In virtual currency transactions, if U merchants “unintentionally” receive funds from illegal currency exchange, the authorities often view this as “providing account assistance” to facilitate the transfer. But whether a crime is established depends on two core premises: the nature of the funds and the awareness of the behavior.

1. Are the funds confirmed as “criminal proceeds”?

The premise for concealing or disguising criminal proceeds is that such proceeds exist. If there is no complete evidence chain proving that a specific fund is directly derived from upstream criminal activity, merely based on “abnormal account flows” or “large overall transaction amounts,” it is insufficient to automatically presume that a particular transaction is criminal proceeds.

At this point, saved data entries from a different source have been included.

//! Evidence handlers

use axum::{
    extract::{Path, Query, State},
    http::StatusCode,
    Extension, Json,
};
use core_kernel::EvidenceId;
use domain_case::{EntityRef, EntityType, Evidence};
use infra_db::UpdateOutcome;

use super::{record_created, record_updated};
use crate::auth::Actor;
use crate::dto::evidence::{CreateEvidenceRequest, EvidenceListQuery, UpdateEvidenceRequest};
use crate::{error::ApiError, AppState};

pub async fn create_evidence(
    State(state): State<AppState>,
    Extension(actor): Extension<Actor>,
    Json(request): Json<CreateEvidenceRequest>,
) -> Result<(StatusCode, Json<Evidence>), ApiError> {
    let evidence = state.db.evidence.create(request.into_domain(actor.user_id)?).await?;
    let entity = EntityRef::new(EntityType::Evidence, evidence.id);
    record_created(&state, &actor, entity, &evidence.evidence_number).await;
    Ok((StatusCode::CREATED, Json(evidence)))
}

/// Lists evidence; with `violation_id` alone, ordered by collection date
pub async fn list_evidence(
    State(state): State<AppState>,
    Query(query): Query<EvidenceListQuery>,
) -> Result<Json<Vec<Evidence>>, ApiError> {
    let filter = query.filter()?;
    let items = match filter.violation_id {
        Some(violation_id) if filter.status.is_none() && filter.evidence_type.is_none() => {
            state.db.evidence.list_by_violation(violation_id).await?
        }
        _ => state.db.evidence.list(&filter).await?,
    };
    Ok(Json(items))
}

pub async fn get_evidence(
    State(state): State<AppState>,
    Path(id): Path<i64>,
) -> Result<Json<Evidence>, ApiError> {
    Ok(Json(state.db.evidence.get(EvidenceId::new(id)).await?))
}

/// Updates custody details; a status change refreshes the violation's count
pub async fn update_evidence(
    State(state): State<AppState>,
    Extension(actor): Extension<Actor>,
    Path(id): Path<i64>,
    Json(request): Json<UpdateEvidenceRequest>,
) -> Result<Json<UpdateOutcome<Evidence>>, ApiError> {
    let id = EvidenceId::new(id);
    let outcome = state.db.evidence.update(id, request.into_domain()?).await?;
    if let UpdateOutcome::Updated { after, .. } = &outcome {
        let entity = EntityRef::new(EntityType::Evidence, id);
        record_updated(&state, &actor, entity, &after.evidence_number, &outcome).await;
    }
    Ok(Json(outcome))
}
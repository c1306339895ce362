//! Repository implementations for domain entities
//!
//! Each repository holds the shared store handle and runs every mutation in
//! its own transaction. Rows are read into flat `*Row` structs and converted
//! into domain records, so a malformed stored value is reported rather than
//! silently accepted.
//!
//! References to other rows are resolved inside the write transaction
//! before insert or update, so a dangling reference is reported as a
//! validation error and no partial row is ever written.

pub mod user;
pub mod violation;
pub mod seizure;
pub mod infraction;
pub mod evidence;
pub mod activity;
pub mod statistics;

pub use user::UserRepository;
pub use violation::ViolationRepository;
pub use seizure::SeizureRepository;
pub use infraction::InfractionRepository;
pub use evidence::EvidenceRepository;
pub use activity::ActivityLogRepository;
pub use statistics::StatisticsRepository;

use domain_case::ChangeSet;
use serde::Serialize;
use sqlx::SqliteConnection;

use crate::error::DatabaseError;

/// Result of a partial update
#[derive(Debug, Clone, Serialize)]
#[serde(tag = "outcome", rename_all = "snake_case")]
pub enum UpdateOutcome<T> {
    /// Nothing was supplied, or every supplied value matched the stored one
    Unchanged,
    Updated {
        before: T,
        after: T,
        changes: ChangeSet,
    },
}

impl<T> UpdateOutcome<T> {
    pub fn is_changed(&self) -> bool {
        matches!(self, UpdateOutcome::Updated { .. })
    }

    pub fn changes(&self) -> Option<&ChangeSet> {
        match self {
            UpdateOutcome::Updated { changes, .. } => Some(changes),
            UpdateOutcome::Unchanged => None,
        }
    }

    /// The record as stored after the update
    pub fn into_after(self) -> Option<T> {
        match self {
            UpdateOutcome::Updated { after, .. } => Some(after),
            UpdateOutcome::Unchanged => None,
        }
    }
}

async fn row_exists(conn: &mut SqliteConnection, table: &str, id: i64) -> Result<bool, DatabaseError> {
    let found: Option<i64> = sqlx::query_scalar(&format!("SELECT id FROM {} WHERE id = ?", table))
        .bind(id)
        .fetch_optional(&mut *conn)
        .await?;
    Ok(found.is_some())
}

/// Fails with a validation error naming `field` when the user does not exist
pub(crate) async fn require_user(
    conn: &mut SqliteConnection,
    entity: &str,
    field: &str,
    id: core_kernel::UserId,
) -> Result<(), DatabaseError> {
    if row_exists(conn, "users", id.get()).await? {
        Ok(())
    } else {
        tracing::warn!(entity, field, user_id = id.get(), "Rejected write with unknown user");
        Err(DatabaseError::unresolved(entity, field, id))
    }
}

/// Like [`require_user`] for optional references
pub(crate) async fn require_user_if_set(
    conn: &mut SqliteConnection,
    entity: &str,
    field: &str,
    id: Option<core_kernel::UserId>,
) -> Result<(), DatabaseError> {
    match id {
        Some(id) => require_user(conn, entity, field, id).await,
        None => Ok(()),
    }
}

/// Fails with a validation error when the parent violation does not exist
pub(crate) async fn require_violation(
    conn: &mut SqliteConnection,
    entity: &str,
    id: core_kernel::ViolationId,
) -> Result<(), DatabaseError> {
    if row_exists(conn, "violations", id.get()).await? {
        Ok(())
    } else {
        tracing::warn!(entity, violation_id = id.get(), "Rejected write under unknown violation");
        Err(DatabaseError::unresolved(entity, "violation_id", id))
    }
}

In underground bank cases, with billions of yuan flowing through, funds are heavily mixed. Without linking specific transactions to particular criminals or criminal facts, relying solely on big data anomalies leaves room for dispute.

2. How to determine “knowledge”?

The latest judicial interpretation states that “knowing” includes both actual knowledge and should-have-know. The “should-have-know” standard requires a comprehensive assessment of the information available to the behavior, transaction anomalies, fund scale, and the background of the parties.

If U merchants conduct normal point-to-point USDT transactions at market prices, with no abnormal signs such as splitting, jumping, or evading regulation, then merely discovering later that the funds came from underground banks does not automatically imply subjective knowledge.

Legal evaluation emphasizes the state of awareness at the time of the act, not the post-factum outcome.

3. Is high-frequency trading presumed to indicate intentional misconduct?

In practice, high-volume, high-frequency fiat-crypto transactions often carry higher legal risks. If U merchants engage in long-term USDT-RMB exchanges with unknown or complex counterparties, authorities may infer a “general intent” based on their professional background. Therefore, defense strategies should analyze:

  • Are there abnormal transaction features?

  • Is there a significant premium above market rates?

  • Are there behaviors indicating regulatory evasion?

  • Has the individual accessed suspicious information?

Only after clarifying these factors can the degree of “knowledge” be properly assessed.

Final remarks

Simply profiting from virtual currency trading is not prohibited nor automatically criminal under current policies. The real risk lies in the source of funds and the role within the transaction chain.

Once funds enter underground banks, gambling, fraud, or illegal currency exchange chains, even a single point-to-point transaction can lead to criminal involvement.

Legal judgments in such cases depend less on transaction appearance and more on comprehensive evidence regarding the individual’s role, function, and “knowing” state. The same transaction pattern may yield different outcomes under different evidence frameworks.

Relying solely on subjective claims of “lack of knowledge” is insufficient, especially in high-volume, high-frequency transactions. Courts tend to examine whether the defendant “should have known,” based on background and evidence.

Judgment of case nature should be cautious, considering specific transaction contexts and evidence.

Disclaimer: This article is an original work by Lawyer Shao Shiwei and reflects only the author’s personal opinions. It does not constitute legal advice or legal opinion on any specific matter.